Morre o jornalista e documentarista Washington Novaes aos 86 anos, FSP

 Ana Carolina Amaral

SÃO PAULO

Referência no jornalismo ambiental no Brasil, o jornalista Washington Novaes morreu na noite da segunda-feira (24) em Aparecida de Goiânia (GO), em decorrência de uma infecção após uma cirurgia para retirada de um tumor no intestino. Ele havia descoberto o tumor em março e estava internado desde a semana passada.

Nascido em Vargem Grande do Sul (SP) em 1934, Washington Novaes se formou em direito, mas atuou como jornalista por mais de 50 anos. Nunca parou de escrever artigos, publicados recentemente para os jornais O Estado de S. Paulo e O Popular, de Goiânia (GO), onde viveu nos últimos 30 anos.

O jornalista Washington Novaes, que morreu na noite de segunda-feira (24) - Reprodução /TV Anhanguera

Sua carreira foi marcada pela série de documentários "Xingu, a Terra Mágica", exibida na extinta TV Manchete em 1985. A série faz uma imersão no modo de vida de diversas etnias da região do Xingu, na Amazônia, e ganhou prêmios em festivais internacionais de cinema.

Novaes voltou à região em 2007 para filmar "Xingu, a Terra Ameaçada", que contou com um episódio sobre a liderança do cacique Raoni Metuktire, porta-voz global dos indígenas.

O jornalista foi editor-chefe do Globo Repórter (TV Globo), que sob seu comando levou a medalha de prata do festival de cinema de Nova York em 1982 pelo episódio “Amazonas, Pátria da Água”. Também foi editor do Jornal Nacional e comentarista do programa Globo Ecologia.

Ainda na televisão, Novaes foi comentarista e supervisor geral do Repórter Eco, na TV Cultura, e consultor de meio ambiente do canal.

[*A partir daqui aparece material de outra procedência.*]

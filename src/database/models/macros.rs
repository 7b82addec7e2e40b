/// Declares a fieldless enum stored as VARCHAR and serialized as its literal.
macro_rules! string_enum {
    (
        $(#[$enum_meta:meta])*
        $vis:vis enum $name:ident {
            $(
                $(#[$variant_meta:meta])*
                $variant:ident => $str_val:literal
            ),* $(,)?
        }
    ) => {
        $(#[$enum_meta])*
        #[derive(serde::Serialize, serde::Deserialize)]
        $vis enum $name {
            $(
                $(#[$variant_meta])*
                #[serde(rename = $str_val)]
                $variant
            ),*
        }

        impl $name {
            pub fn as_str(&self) -> &'static str {
                match self {
                    $(Self::$variant => $str_val),*
                }
            }
        }

        impl sqlx::Type<sqlx::Postgres> for $name {
            fn type_info() -> sqlx::postgres::PgTypeInfo {
                sqlx::postgres::PgTypeInfo::with_name("VARCHAR")
            }

            fn compatible(ty: &sqlx::postgres::PgTypeInfo) -> bool {
                <&str as sqlx::Type<sqlx::Postgres>>::compatible(ty)
            }
        }

        impl<'q> sqlx::Encode<'q, sqlx::Postgres> for $name {
            fn encode_by_ref(
                &self,
                buf: &mut sqlx::postgres::PgArgumentBuffer,
            ) -> Result<sqlx::encode::IsNull, sqlx::error::BoxDynError> {
                <&str as sqlx::Encode<'q, sqlx::Postgres>>::encode_by_ref(&self.as_str(), buf)
            }
        }

        impl<'r> sqlx::Decode<'r, sqlx::Postgres> for $name {
            fn decode(value: sqlx::postgres::PgValueRef<'r>) -> Result<Self, sqlx::error::BoxDynError> {
                let s = <&str as sqlx::Decode<sqlx::Postgres>>::decode(value)?;
                s.parse::<Self>().map_err(Into::into)
            }
        }

        impl std::fmt::Display for $name {
            fn fmt(&self, f: &mut std::fmt::Formatter<'_>) -> std::fmt::Result {
                f.write_str(self.as_str())
            }
        }

        impl std::str::FromStr for $name {
            type Err = String;

            fn from_str(s: &str) -> Result<Self, Self::Err> {
                $(
                    if s.eq_ignore_ascii_case($str_val) {
                        return Ok(Self::$variant);
                    }
                )*
                Err(format!("Invalid {}: {}", stringify!($name), s))
            }
        }
    };
}

pub(crate) use string_enum;
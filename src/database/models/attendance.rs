use chrono::{DateTime, NaiveDate, Utc};
use serde::{Deserialize, Serialize};

use super::macros::string_enum;
use super::{OvertimeRequestStatus, ScheduleType};
use crate::error::ClockError;

string_enum! {
    #[derive(Debug, Clone, Copy, PartialEq, Eq)]
    pub enum AttendanceStatus {
        Ongoing => "ONGOING",
        Break => "BREAK",
        Done => "DONE",
    }
}

string_enum! {
    #[derive(Debug, Clone, Copy, PartialEq, Eq, Default)]
    pub enum RequestStatus {
        #[default]
        NoRequest => "NO_REQUEST",
        Pending => "PENDING",
        ApprovedByAdmin => "APPROVED_BY_ADMIN",
        RejectByAdmin => "REJECT_BY_ADMIN",
        RejectByTeamLeader => "REJECT_BY_TEAM_LEADER",
    }
}

/// One employee's attendance for one calendar day.
#[derive(Debug, Clone, PartialEq, Serialize, Deserialize, sqlx::FromRow)]
#[serde(rename_all = "camelCase")]
pub struct AttendanceRecord {
    pub id: i64,
    pub employee_id: i64,
    pub date: NaiveDate,
    pub status: AttendanceStatus,
    /// Copied from the schedule at time-in; later schedule edits leave it alone.
    pub schedule_type: ScheduleType,
    pub time_in: Option<DateTime<Utc>>,
    pub time_out: Option<DateTime<Utc>>,
    pub lunch_time_in: Option<DateTime<Utc>>,
    pub lunch_time_out: Option<DateTime<Utc>>,
    pub lunch_time_total: f64,
    pub time_hours_worked: f64,
    pub over_time_total: f64,
    pub time_total: f64,
    pub request_over_time_status: OvertimeRequestStatus,
    pub requested_over_time: f64,
    pub request_leave_status: RequestStatus,
    pub created_at: DateTime<Utc>,
    pub updated_at: DateTime<Utc>,
    pub deleted_at: Option<DateTime<Utc>>,
}

#[derive(Debug, Clone, PartialEq)]
pub struct NewAttendance {
    pub employee_id: i64,
    pub date: NaiveDate,
    pub schedule_type: ScheduleType,
    pub time_in: DateTime<Utc>,
}

/// Values computed at time-out.
#[derive(Debug, Clone, Copy, PartialEq)]
pub struct DayTotals {
    pub time_out: DateTime<Utc>,
    pub time_total: f64,
    pub time_hours_worked: f64,
    pub over_time_total: f64,
}

impl AttendanceRecord {
    /// Builds the ONGOING record a first time-in of the day creates.
    pub fn open(id: i64, input: NewAttendance, now: DateTime<Utc>) -> Self {
        Self {
            id,
            employee_id: input.employee_id,
            date: input.date,
            status: AttendanceStatus::Ongoing,
            schedule_type: input.schedule_type,
            time_in: Some(input.time_in),
            time_out: None,
            lunch_time_in: None,
            lunch_time_out: None,
            lunch_time_total: 0.0,
            time_hours_worked: 0.0,
            over_time_total: 0.0,
            time_total: 0.0,
            request_over_time_status: OvertimeRequestStatus::default(),
            requested_over_time: 0.0,
            request_leave_status: RequestStatus::default(),
            created_at: now,
            updated_at: now,
            deleted_at: None,
        }
    }

    pub fn is_timed_out(&self) -> bool {
        self.time_out.is_some() || self.status == AttendanceStatus::Done
    }

    pub fn is_on_break(&self) -> bool {
        self.status == AttendanceStatus::Break
    }

    /// Reopens the day after a time-out. Time-in, lunch and the schedule
    /// snapshot are kept; everything derived at time-out is cleared.
    pub fn resume(&mut self) -> Result<(), ClockError> {
        if self.is_on_break() {
            return Err(ClockError::AlreadyOnBreak);
        }

        self.status = AttendanceStatus::Ongoing;
        self.time_out = None;
        self.time_total = 0.0;
        self.time_hours_worked = 0.0;
        self.over_time_total = 0.0;
        Ok(())
    }

    /// The time-in a time-out will be measured from.
    pub fn time_in_for_time_out(&self) -> Result<DateTime<Utc>, ClockError> {
        if self.is_timed_out() {
            return Err(ClockError::AlreadyTimedOut);
        }
        let time_in = self.time_in.ok_or(ClockError::MissingTimeIn)?;
        if self.is_on_break() {
            return Err(ClockError::OnBreak);
        }
        Ok(time_in)
    }

    pub fn close(&mut self, totals: DayTotals) {
        self.time_out = Some(totals.time_out);
        self.time_total = totals.time_total;
        self.time_hours_worked = totals.time_hours_worked;
        self.over_time_total = totals.over_time_total;
        self.status = AttendanceStatus::Done;
    }

    pub fn ensure_can_start_lunch(&self) -> Result<(), ClockError> {
        if self.is_timed_out() {
            return Err(ClockError::AlreadyTimedOut);
        }
        if self.is_on_break() {
            return Err(ClockError::AlreadyOnBreak);
        }
        Ok(())
    }

    /// Starts (or resumes) the lunch break. An earlier lunch start is kept.
    pub fn start_lunch(&mut self, at: DateTime<Utc>) -> Result<(), ClockError> {
        self.ensure_can_start_lunch()?;

        self.lunch_time_in.get_or_insert(at);
        self.lunch_time_out = None;
        self.lunch_time_total = 0.0;
        self.status = AttendanceStatus::Break;
        Ok(())
    }

    /// The lunch start a lunch-out will be measured from.
    pub fn lunch_in_for_lunch_out(&self) -> Result<DateTime<Utc>, ClockError> {
        if self.is_timed_out() {
            return Err(ClockError::AlreadyTimedOut);
        }
        let lunch_in = self.lunch_time_in.ok_or(ClockError::LunchNotStarted)?;
        if self.lunch_time_out.is_some() {
            return Err(ClockError::LunchAlreadyEnded);
        }
        Ok(lunch_in)
    }

    pub fn end_lunch(&mut self, at: DateTime<Utc>, lunch_hours: f64) {
        self.lunch_time_out = Some(at);
        self.lunch_time_total = lunch_hours;
        self.status = AttendanceStatus::Ongoing;
    }

    pub fn request_overtime(&mut self, hours: f64) -> Result<(), ClockError> {
        if self.is_timed_out() {
            return Err(ClockError::AlreadyTimedOut);
        }
        self.request_over_time_status = self.request_over_time_status.request()?;
        self.requested_over_time = hours;
        Ok(())
    }

    pub fn decide_overtime(&mut self, accept: bool) -> Result<(), ClockError> {
        self.request_over_time_status = if accept {
            self.request_over_time_status.accept()?
        } else {
            self.request_over_time_status.reject()?
        };
        Ok(())
    }

    /// Overtime hours an accepted request entitles the day to.
    pub fn accepted_overtime(&self) -> Option<f64> {
        self.request_over_time_status
            .is_accepted()
            .then_some(self.requested_over_time)
    }

    /// Record-level invariants checked before every write.
    pub fn validate(&self) -> Result<(), ClockError> {
        if self.time_out.is_some() && self.status != AttendanceStatus::Done {
            return Err(ClockError::InvalidRecord("timeOut is set but status is not DONE"));
        }

        match (self.lunch_time_in, self.lunch_time_out) {
            (None, Some(_)) => {
                return Err(ClockError::InvalidRecord("lunchTimeOut is set without lunchTimeIn"));
            }
            (Some(lunch_in), Some(lunch_out)) if lunch_out < lunch_in => {
                return Err(ClockError::InvalidRecord("lunchTimeOut precedes lunchTimeIn"));
            }
            _ => {}
        }

        let totals = [
            self.lunch_time_total,
            self.time_hours_worked,
            self.over_time_total,
            self.time_total,
            self.requested_over_time,
        ];
        if totals.iter().any(|value| !value.is_finite() || *value < 0.0) {
            return Err(ClockError::InvalidRecord("hour totals must be non-negative"));
        }

        Ok(())
    }
}

#[cfg(test)]
mod tests {
    use super::*;
    use chrono::TimeZone;
    use pretty_assertions::assert_eq;

    fn at(h: u32, m: u32) -> DateTime<Utc> {
        Utc.with_ymd_and_hms(2024, 3, 4, h, m, 0).unwrap()
    }

    fn ongoing() -> AttendanceRecord {
        AttendanceRecord::open(
            1,
            NewAttendance {
                employee_id: 10,
                date: NaiveDate::from_ymd_opt(2024, 3, 4).unwrap(),
                schedule_type: ScheduleType::Fixed,
                time_in: at(0, 0),
            },
            at(0, 0),
        )
    }

    #[test]
    fn lunch_moves_between_break_and_ongoing() {
        let mut record = ongoing();

        record.start_lunch(at(4, 0)).unwrap();
        assert_eq!(record.status, AttendanceStatus::Break);
        assert_eq!(record.start_lunch(at(4, 5)), Err(ClockError::AlreadyOnBreak));

        let lunch_in = record.lunch_in_for_lunch_out().unwrap();
        assert_eq!(lunch_in, at(4, 0));
        record.end_lunch(at(5, 0), 1.0);
        assert_eq!(record.status, AttendanceStatus::Ongoing);
        assert_eq!(record.lunch_in_for_lunch_out(), Err(ClockError::LunchAlreadyEnded));
        assert_eq!(record.validate(), Ok(()));
    }

    #[test]
    fn second_lunch_keeps_the_first_start() {
        let mut record = ongoing();
        record.start_lunch(at(4, 0)).unwrap();
        record.end_lunch(at(4, 30), 0.5);

        record.start_lunch(at(5, 0)).unwrap();
        assert_eq!(record.lunch_time_in, Some(at(4, 0)));
        assert_eq!(record.lunch_time_out, None);
        assert_eq!(record.lunch_time_total, 0.0);
    }

    #[test]
    fn time_out_is_blocked_on_break() {
        let mut record = ongoing();
        record.start_lunch(at(4, 0)).unwrap();
        assert_eq!(record.time_in_for_time_out(), Err(ClockError::OnBreak));
    }

    #[test]
    fn closed_day_rejects_lunch_and_reopens_on_resume() {
        let mut record = ongoing();
        record.close(DayTotals {
            time_out: at(9, 0),
            time_total: 9.0,
            time_hours_worked: 8.0,
            over_time_total: 0.0,
        });
        assert_eq!(record.status, AttendanceStatus::Done);
        assert_eq!(record.start_lunch(at(9, 30)), Err(ClockError::AlreadyTimedOut));
        assert_eq!(record.lunch_in_for_lunch_out(), Err(ClockError::AlreadyTimedOut));
        assert_eq!(record.time_in_for_time_out(), Err(ClockError::AlreadyTimedOut));

        record.resume().unwrap();
        assert_eq!(record.status, AttendanceStatus::Ongoing);
        assert_eq!(record.time_out, None);
        assert_eq!(record.time_hours_worked, 0.0);
        assert_eq!(record.time_in, Some(at(0, 0)));
    }

    #[test]
    fn validate_catches_a_dangling_lunch_out() {
        let mut record = ongoing();
        record.lunch_time_out = Some(at(5, 0));
        assert!(record.validate().is_err());

        let mut record = ongoing();
        record.time_out = Some(at(9, 0));
        assert!(record.validate().is_err());
    }

    #[test]
    fn accepted_overtime_is_only_reported_once_accepted() {
        let mut record = ongoing();
        record.request_overtime(2.0).unwrap();
        assert_eq!(record.accepted_overtime(), None);

        record.decide_overtime(true).unwrap();
        assert_eq!(record.accepted_overtime(), Some(2.0));
        assert!(record.decide_overtime(false).is_err());
    }
}
use actix_web::HttpResponse;
use chrono::{DateTime, Utc};
use serde::{Deserialize, Serialize};

use crate::error::ValidationError;

#[derive(Debug, Serialize, Deserialize)]
pub struct ApiResponse<T> {
    pub success: bool,
    pub data: Option<T>,
    pub message: Option<String>,
}

impl<T> ApiResponse<T> {
    pub fn success(data: T) -> Self {
        Self {
            success: true,
            data: Some(data),
            message: None,
        }
    }
}

impl<T: Serialize> ApiResponse<T> {
    /// 200 with `data` wrapped in the envelope.
    pub fn ok(data: T) -> HttpResponse {
        HttpResponse::Ok().json(Self::success(data))
    }
}

impl ApiResponse<()> {
    // Error response (no data)
    pub fn error(message: &str) -> Self {
        Self {
            success: false,
            data: None,
            message: Some(message.to_string()),
        }
    }
}

/// Parses a client timestamp. An offset is required so the instant is
/// unambiguous before it is projected into the configured zone.
pub fn parse_timestamp(raw: &str) -> Result<DateTime<Utc>, ValidationError> {
    DateTime::parse_from_rfc3339(raw.trim())
        .map(|parsed| parsed.with_timezone(&Utc))
        .map_err(|_| ValidationError::InvalidTimestamp(raw.to_string()))
}

pub fn require_employee_id(employee_id: Option<i64>) -> Result<i64, ValidationError> {
    match employee_id {
        None => Err(ValidationError::MissingEmployeeId),
        Some(id) if id <= 0 => Err(ValidationError::InvalidEmployeeId(id)),
        Some(id) => Ok(id),
    }
}

#[cfg(test)]
mod tests {
    use super::*;
    use chrono::TimeZone;
    use pretty_assertions::assert_eq;

    #[test]
    fn timestamps_with_offsets_become_utc() {
        let parsed = parse_timestamp("2024-05-06T08:30:00+08:00").unwrap();
        assert_eq!(parsed, Utc.with_ymd_and_hms(2024, 5, 6, 0, 30, 0).unwrap());

        let zulu = parse_timestamp("2024-05-06T00:30:00.250Z").unwrap();
        assert_eq!(zulu.timestamp(), parsed.timestamp());
    }

    #[test]
    fn timestamps_without_offsets_are_rejected() {
        assert_eq!(
            parse_timestamp("2024-05-06T08:30:00"),
            Err(ValidationError::InvalidTimestamp(
                "2024-05-06T08:30:00".to_string()
            ))
        );
        assert!(parse_timestamp("yesterday").is_err());
    }

    #[test]
    fn employee_ids_must_be_positive() {
        assert_eq!(require_employee_id(Some(7)), Ok(7));
        assert_eq!(
            require_employee_id(None),
            Err(ValidationError::MissingEmployeeId)
        );
        assert_eq!(
            require_employee_id(Some(0)),
            Err(ValidationError::InvalidEmployeeId(0))
        );
    }
}
use std::env;

use pretty_assertions::assert_eq;
use serial_test::serial;
use timekeeping::config::Config;

mod common;

const KEYS: [&str; 10] = [
    "DATABASE_URL",
    "HOST",
    "PORT",
    "ENVIRONMENT",
    "BASE_URL",
    "TIME_ZONE",
    "REGULAR_HOURS_CAP",
    "OVERTIME_LIMIT_HOURS",
    "OVERTIME_MIN_HOURS",
    "SCHEDULE_CACHE_TTL_SECS",
];

/// Runs `test` with the config variables cleared, then restores them.
fn with_clean_env(test: impl FnOnce()) {
    common::setup_test_env();

    let original: Vec<(&str, Option<String>)> =
        KEYS.iter().map(|key| (*key, env::var(key).ok())).collect();
    for key in KEYS {
        unsafe { env::remove_var(key) };
    }

    test();

    unsafe {
        for (key, value) in original {
            match value {
                Some(val) => env::set_var(key, val),
                None => env::remove_var(key),
            }
        }
    }
}

#[test]
#[serial]
fn test_config_from_env_with_defaults() {
    with_clean_env(|| {
        let config = Config::from_env_only().unwrap();

        assert_eq!(
            config.database_url,
            "postgres://@localhost:5432/timekeeping"
        );
        assert_eq!(config.host, "127.0.0.1");
        assert_eq!(config.port, 8080);
        assert_eq!(config.environment, "development");
        assert_eq!(config.client_base_url, "http://localhost:3000");
        assert_eq!(config.time_zone, chrono_tz::Asia::Manila);
        assert_eq!(config.regular_hours_cap, 8.0);
        assert_eq!(config.overtime_limit_hours, 4.0);
        assert_eq!(config.overtime_min_hours, 0.5);
        assert_eq!(config.schedule_cache_ttl_secs, 60);
    });
}

#[test]
#[serial]
fn test_config_from_env_with_custom_values() {
    with_clean_env(|| {
        unsafe {
            env::set_var("DATABASE_URL", "postgres://db:5432/attendance");
            env::set_var("HOST", "0.0.0.0");
            env::set_var("PORT", "3000");
            env::set_var("ENVIRONMENT", "production");
            env::set_var("TIME_ZONE", "America/New_York");
            env::set_var("REGULAR_HOURS_CAP", "7.5");
            env::set_var("SCHEDULE_CACHE_TTL_SECS", "5");
        }

        let config = Config::from_env_only().unwrap();

        assert_eq!(config.database_url, "postgres://db:5432/attendance");
        assert_eq!(config.server_address(), "0.0.0.0:3000");
        assert_eq!(config.environment, "production");
        assert_eq!(config.time_zone, chrono_tz::America::New_York);
        assert_eq!(config.regular_hours_cap, 7.5);
        assert_eq!(config.schedule_cache_ttl_secs, 5);
    });
}

#[test]
#[serial]
fn test_unparsable_numbers_fall_back_to_defaults() {
    with_clean_env(|| {
        unsafe {
            env::set_var("PORT", "not-a-port");
            env::set_var("OVERTIME_LIMIT_HOURS", "lots");
        }

        let config = Config::from_env_only().unwrap();

        assert_eq!(config.port, 8080);
        assert_eq!(config.overtime_limit_hours, 4.0);
    });
}

#[test]
#[serial]
fn test_unknown_time_zone_is_an_error() {
    with_clean_env(|| {
        unsafe { env::set_var("TIME_ZONE", "Mars/Olympus_Mons") };

        let err = Config::from_env_only().unwrap_err();

        assert!(err.to_string().contains("Mars/Olympus_Mons"));
    });
}

#[test]
fn test_config_is_deterministic() {
    let config = Config::test_config();

    assert_eq!(config.environment, "test");
    assert_eq!(config.port, 0);
    assert_eq!(config.time_zone, chrono_tz::Asia::Manila);
}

Ele ainda passou pelas redações dos principais jornais do país, como O Estado de S. Paulo, Jornal do Brasil, Gazeta Mercantil, Última Hora, Correio da Manhã, Veja e pela Folha, onde foi secretário de Redação.

Foi autor de diversos livros, entre eles "Xingu" (Brasiliense), "A Quem Pertence a Informação" (Vozes) , "A Terra Pede Água" (Sematec/BSB) e "A Década do Impasse" (Editora Estação Liberdade).

O jornalista Washington Novaes, que fez muitos trabalhos sobre os índios do Xingu - Reprodução /TV Anhanguera

Embora fosse um dos precursores do jornalismo ambiental, Novaes criticava o termo e preferia ser chamado apenas de jornalista.

“Chamá-lo de jornalista ambiental seria reduzi-lo a uma papel secundário. Foi um grande Jornalista, com inicial maiúscula, e uma grande referência para meu jornalismo”, diz o jornalista Dal Marcondes, fundador do site Envolverde e presidente da Rede Brasileira de Jornalismo Ambiental.

Em uma breve passagem pelo governo, Novaes assumiu o cargo de secretário de meio ambiente do Distrito Federal entre 1991 e 1992. Ele dizia que deixou o posto assim que vislumbrou limites para sua atuação.

Retornou ao exercício do jornalismo e, no mesmo ano, ganhou o Prêmio Esso por uma série de artigos sobre a Eco-92, a conferência da ONU sobre desenvolvimento sustentável ocorrida no Rio de Janeiro, publicados no Jornal do Brasil.

Ainda nos anos 1990, foi consultor do primeiro relatório brasileiro para a Convenção da Diversidade Biológica da ONU.

“Washington Novaes é o responsável por eu, hoje, dentro do jornalismo, ter esse engajamento, esse interesse profissional pelos assuntos ambientais”, contou o jornalista da TV Globo André Trigueiro em live nas redes sociais.

“Ele me deu um nó na cabeça ao participar no centro do Roda Viva respondendo a perguntas como jornalista. Sem prejuízo da isenção e da imparcialidade, ele se posicionava com muito destemor, mostrando o que não estava sendo objeto da devida atenção e cuidado”, conta Trigueiro. “Foi valente."

Entrevistado pelo programa Roda Viva (TV Cultura) no ano 2000, Washington Novaes foi questionado pelo então senador Blairo Maggi sobre se ele achava que todos deveríamos viver como índios. “Não, nós não teríamos competência para isso”, respondeu Novaes. “Mas nós poderíamos aprender com eles."

Novaes deixa os filhos Pedro, Marcelo, Guilherme e João, a mulher, Virgínia, e sete netos.